Assignment: An exact transcription of the data below is needed.

Collected data:
Start of Block

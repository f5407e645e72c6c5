//! End-to-end scenarios driving a whole `Driver` against the in-memory
//! `MockBackend` fake, covering the pool's admission control, lazy-BEGIN
//! transaction handling, failure budget, and shutdown behavior together —
//! properties that span more than one module and can't be exercised by a
//! single file's unit tests.

use std::sync::Arc;
use std::time::Duration;

use qdrive::testing::MockBackend;
use qdrive::{Config, Driver, DriverStatus, Error};

/// `env_logger::init()` panics if called twice; every test below runs in its
/// own process-wide logger, so use `try_init()` the way `log`-backed tests
/// across this lineage do when more than one `#[test]` fn shares a binary.
fn init_logger() {
    let _ = env_logger::try_init();
}

#[tokio::test(flavor = "multi_thread", worker_threads = 4)]
async fn five_concurrent_queries_share_two_connections() {
    init_logger();
    let backend = MockBackend::new();
    let driver = Arc::new(
        Driver::new(Config::new("pgsql").backend(backend.clone()).max_connections(2)).unwrap(),
    );
    driver.start().await.unwrap();

    let mut handles = Vec::new();
    for _ in 0..5 {
        let driver = Arc::clone(&driver);
        handles.push(tokio::spawn(async move { driver.query("SELECT 1").await }));
    }

    for handle in handles {
        handle.await.unwrap().unwrap();
    }

    assert_eq!(backend.connect_attempts(), 2);
    assert_eq!(backend.queries().len(), 5);
}

#[tokio::test]
async fn begin_then_commit_with_no_queries_emits_no_sql() {
    init_logger();
    let backend = MockBackend::new();
    let driver =
        Driver::new(Config::new("pgsql").backend(backend.clone()).max_connections(1)).unwrap();
    driver.start().await.unwrap();

    let mut tx = driver.begin().await.unwrap();
    let result = tx.commit().await.unwrap();

    assert!(result.is_none());
    assert!(backend.queries().is_empty());
}

#[tokio::test]
async fn begin_then_rollback_with_no_queries_emits_no_sql() {
    init_logger();
    let backend = MockBackend::new();
    let driver =
        Driver::new(Config::new("pgsql").backend(backend.clone()).max_connections(1)).unwrap();
    driver.start().await.unwrap();

    let mut tx = driver.begin().await.unwrap();
    let result = tx.rollback().await.unwrap();

    assert!(result.is_none());
    assert!(backend.queries().is_empty());
}

#[tokio::test]
async fn begin_query_commit_emits_begin_prefixed_then_commit() {
    init_logger();
    let backend = MockBackend::new();
    let driver =
        Driver::new(Config::new("pgsql").backend(backend.clone()).max_connections(1)).unwrap();
    driver.start().await.unwrap();

    let mut tx = driver.begin().await.unwrap();
    tx.query("UPDATE t SET x=1").await.unwrap();
    tx.commit().await.unwrap();

    assert_eq!(
        backend.queries(),
        vec!["BEGIN;\nUPDATE t SET x=1".to_owned(), "COMMIT;".to_owned()]
    );
}

#[tokio::test]
async fn begin_query_rollback_emits_begin_prefixed_then_rollback() {
    init_logger();
    let backend = MockBackend::new();
    let driver =
        Driver::new(Config::new("pgsql").backend(backend.clone()).max_connections(1)).unwrap();
    driver.start().await.unwrap();

    let mut tx = driver.begin().await.unwrap();
    tx.query("UPDATE t SET x=1").await.unwrap();
    tx.rollback().await.unwrap();

    assert_eq!(
        backend.queries(),
        vec!["BEGIN;\nUPDATE t SET x=1".to_owned(), "ROLLBACK;".to_owned()]
    );
}

#[tokio::test]
async fn commit_with_trailing_statement_right_after_begin_folds_into_one_call() {
    init_logger();
    let backend = MockBackend::new();
    let driver =
        Driver::new(Config::new("pgsql").backend(backend.clone()).max_connections(1)).unwrap();
    driver.start().await.unwrap();

    let mut tx = driver.begin().await.unwrap();
    tx.commit_with("INSERT INTO t VALUES(1)").await.unwrap();

    assert_eq!(
        backend.queries(),
        vec!["BEGIN;\nINSERT INTO t VALUES(1)\nCOMMIT;".to_owned()]
    );
}

#[tokio::test(flavor = "multi_thread", worker_threads = 4)]
async fn connect_failures_below_budget_are_retried_silently() {
    init_logger();
    let backend = MockBackend::new();
    backend.fail_next_connects(2);
    let driver = Driver::new(
        Config::new("pgsql")
            .backend(backend.clone())
            .max_connections(1)
            .maximum_failures(5),
    )
    .unwrap();
    driver.start().await.unwrap();

    let result = driver.query("SELECT 1").await;

    assert!(result.is_ok());
    assert_eq!(backend.connect_attempts(), 3);
}

#[tokio::test(flavor = "multi_thread", worker_threads = 4)]
async fn connect_failures_at_or_past_budget_stop_the_driver() {
    init_logger();
    let backend = MockBackend::new();
    backend.fail_next_connects(3);
    let driver = Driver::new(
        Config::new("pgsql")
            .backend(backend.clone())
            .max_connections(1)
            .maximum_failures(3),
    )
    .unwrap();
    driver.start().await.unwrap();

    let result = driver.query("SELECT 1").await;

    assert!(matches!(result, Err(Error::Backend(_))));
    tokio::time::sleep(Duration::from_millis(20)).await;
    assert_eq!(driver.status(), DriverStatus::Stopped);
}

#[tokio::test(flavor = "multi_thread", worker_threads = 4)]
async fn stop_during_a_transaction_rejects_new_work_but_finishes_in_flight_work() {
    init_logger();
    let backend = MockBackend::new();
    let driver = Arc::new(
        Driver::new(Config::new("pgsql").backend(backend.clone()).max_connections(1)).unwrap(),
    );
    driver.start().await.unwrap();

    let mut tx = driver.begin().await.unwrap();

    let stop_handle = tokio::spawn({
        let driver = Arc::clone(&driver);
        async move { driver.stop().await }
    });
    // Give the actor a chance to process `Stop` (and flip to `Stopping`)
    // ahead of the `query` below, without making the two racy.
    tokio::time::sleep(Duration::from_millis(20)).await;

    let rejected = driver.query("SELECT 1").await;
    assert!(matches!(rejected, Err(Error::DriverState(_))));

    tx.query("UPDATE t SET x=1").await.unwrap();
    tx.commit().await.unwrap();

    stop_handle.await.unwrap().unwrap();
    assert_eq!(driver.status(), DriverStatus::Stopped);
}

End of Block

Response to this task:
repository f5407e645e72c6c5
//! End-to-end scenarios driving a whole `Driver` against the in-memory
//! `MockBackend` fake, covering the pool's admission control, lazy-BEGIN
//! transaction handling, failure budget, and shutdown behavior together —
//! properties that span more than one module and can't be exercised by a
//! single file's unit tests.

use std::sync::Arc;
use std::time::Duration;

use qdrive::testing::MockBackend;
use qdrive::{Config, Driver, DriverStatus, Error};

/// `env_logger::init()` panics if called twice; every test below runs in its
/// own process-wide logger, so use `try_init()` the way `log`-backed tests
/// across this lineage do when more than one `#[test]` fn shares a binary.
fn init_logger() {
    let _ = env_logger::try_init();
}

#[tokio::test(flavor = "multi_thread", worker_threads = 4)]
async fn five_concurrent_queries_share_two_connections() {
    init_logger();
    let backend = MockBackend::new();
    let driver = Arc::new(
        Driver::new(Config::new("pgsql").backend(backend.clone()).max_connections(2)).unwrap(),
    );
    driver.start().await.unwrap();

    let mut handles = Vec::new();
    for _ in 0..5 {
        let driver = Arc::clone(&driver);
        handles.push(tokio::spawn(async move { driver.query("SELECT 1").await }));
    }

    for handle in handles {
        handle.await.unwrap().unwrap();
    }

    assert_eq!(backend.connect_attempts(), 2);
    assert_eq!(backend.queries().len(), 5);
}

#[tokio::test]
async fn begin_then_commit_with_no_queries_emits_no_sql() {
    init_logger();
    let backend = MockBackend::new();
    let driver =
        Driver::new(Config::new("pgsql").backend(backend.clone()).max_connections(1)).unwrap();
    driver.start().await.unwrap();

    let mut tx = driver.begin().await.unwrap();
    let result = tx.commit().await.unwrap();

    assert!(result.is_none());
    assert!(backend.queries().is_empty());
}

#[tokio::test]
async fn begin_then_rollback_with_no_queries_emits_no_sql() {
    init_logger();
    let backend = MockBackend::new();
    let driver =
        Driver::new(Config::new("pgsql").backend(backend.clone()).max_connections(1)).unwrap();
    driver.start().await.unwrap();

    let mut tx = driver.begin().await.unwrap();
    let result = tx.rollback().await.unwrap();

    assert!(result.is_none());
    assert!(backend.queries().is_empty());
}

#[tokio::test]
async fn begin_query_commit_emits_begin_prefixed_then_commit() {
    init_logger();
    let backend = MockBackend::new();
    let driver =
        Driver::new(Config::new("pgsql").backend(backend.clone()).max_connections(1)).unwrap();
    driver.start().await.unwrap();

    let mut tx = driver.begin().await.unwrap();
    tx.query("UPDATE t SET x=1").await.unwrap();
    tx.commit().await.unwrap();

    assert_eq!(
        backend.queries(),
        vec!["BEGIN;\nUPDATE t SET x=1".to_owned(), "COMMIT;".to_owned()]
    );
}

#[tokio::test]
async fn begin_query_rollback_emits_begin_prefixed_then_rollback() {
    init_logger();
    let backend = MockBackend::new();
    let driver =
        Driver::new(Config::new("pgsql").backend(backend.clone()).max_connections(1)).unwrap();
    driver.start().await.unwrap();

    let mut tx = driver.begin().await.unwrap();
    tx.query("UPDATE t SET x=1").await.unwrap();
    tx.rollback().await.unwrap();

    assert_eq!(
        backend.queries(),
        vec!["BEGIN;\nUPDATE t SET x=1".to_owned(), "ROLLBACK;".to_owned()]
    );
}

#[tokio::test]
async fn commit_with_trailing_statement_right_after_begin_folds_into_one_call() {
    init_logger();
    let backend = MockBackend::new();
    let driver =
        Driver::new(Config::new("pgsql").backend(backend.clone()).max_connections(1)).unwrap();
    driver.start().await.unwrap();

    let mut tx = driver.begin().await.unwrap();
    tx.commit_with("INSERT INTO t VALUES(1)").await.unwrap();

    assert_eq!(
        backend.queries(),
        vec!["BEGIN;\nINSERT INTO t VALUES(1)\nCOMMIT;".to_owned()]
    );
}

#[tokio::test(flavor = "multi_thread", worker_threads = 4)]
async fn connect_failures_below_budget_are_retried_silently() {
    init_logger();
    let backend = MockBackend::new();
    backend.fail_next_connects(2);
    let driver = Driver::new(
        Config::new("pgsql")
            .backend(backend.clone())
            .max_connections(1)
            .maximum_failures(5),
    )
    .unwrap();
    driver.start().await.unwrap();

    let result = driver.query("SELECT 1").await;

    assert!(result.is_ok());
    assert_eq!(backend.connect_attempts(), 3);
}

#[tokio::test(flavor = "multi_thread", worker_threads = 4)]
async fn connect_failures_at_or_past_budget_stop_the_driver() {
    init_logger();
    let backend = MockBackend::new();
    backend.fail_next_connects(3);
    let driver = Driver::new(
        Config::new("pgsql")
            .backend(backend.clone())
            .max_connections(1)
            .maximum_failures(3),
    )
    .unwrap();
    driver.start().await.unwrap();

    let result = driver.query("SELECT 1").await;

    assert!(matches!(result, Err(Error::Backend(_))));
    tokio::time::sleep(Duration::from_millis(20)).await;
    assert_eq!(driver.status(), DriverStatus::Stopped);
}

#[tokio::test(flavor = "multi_thread", worker_threads = 4)]
async fn stop_during_a_transaction_rejects_new_work_but_finishes_in_flight_work() {
    init_logger();
    let backend = MockBackend::new();
    let driver = Arc::new(
        Driver::new(Config::new("pgsql").backend(backend.clone()).max_connections(1)).unwrap(),
    );
    driver.start().await.unwrap();

    let mut tx = driver.begin().await.unwrap();

    let stop_handle = tokio::spawn({
        let driver = Arc::clone(&driver);
        async move { driver.stop().await }
    });
    // Give the actor a chance to process `Stop` (and flip to `Stopping`)
    // ahead of the `query` below, without making the two racy.
    tokio::time::sleep(Duration::from_millis(20)).await;

    let rejected = driver.query("SELECT 1").await;
    assert!(matches!(rejected, Err(Error::DriverState(_))));

    tx.query("UPDATE t SET x=1").await.unwrap();
    tx.commit().await.unwrap();

    stop_handle.await.unwrap().unwrap();
    assert_eq!(driver.status(), DriverStatus::Stopped);
}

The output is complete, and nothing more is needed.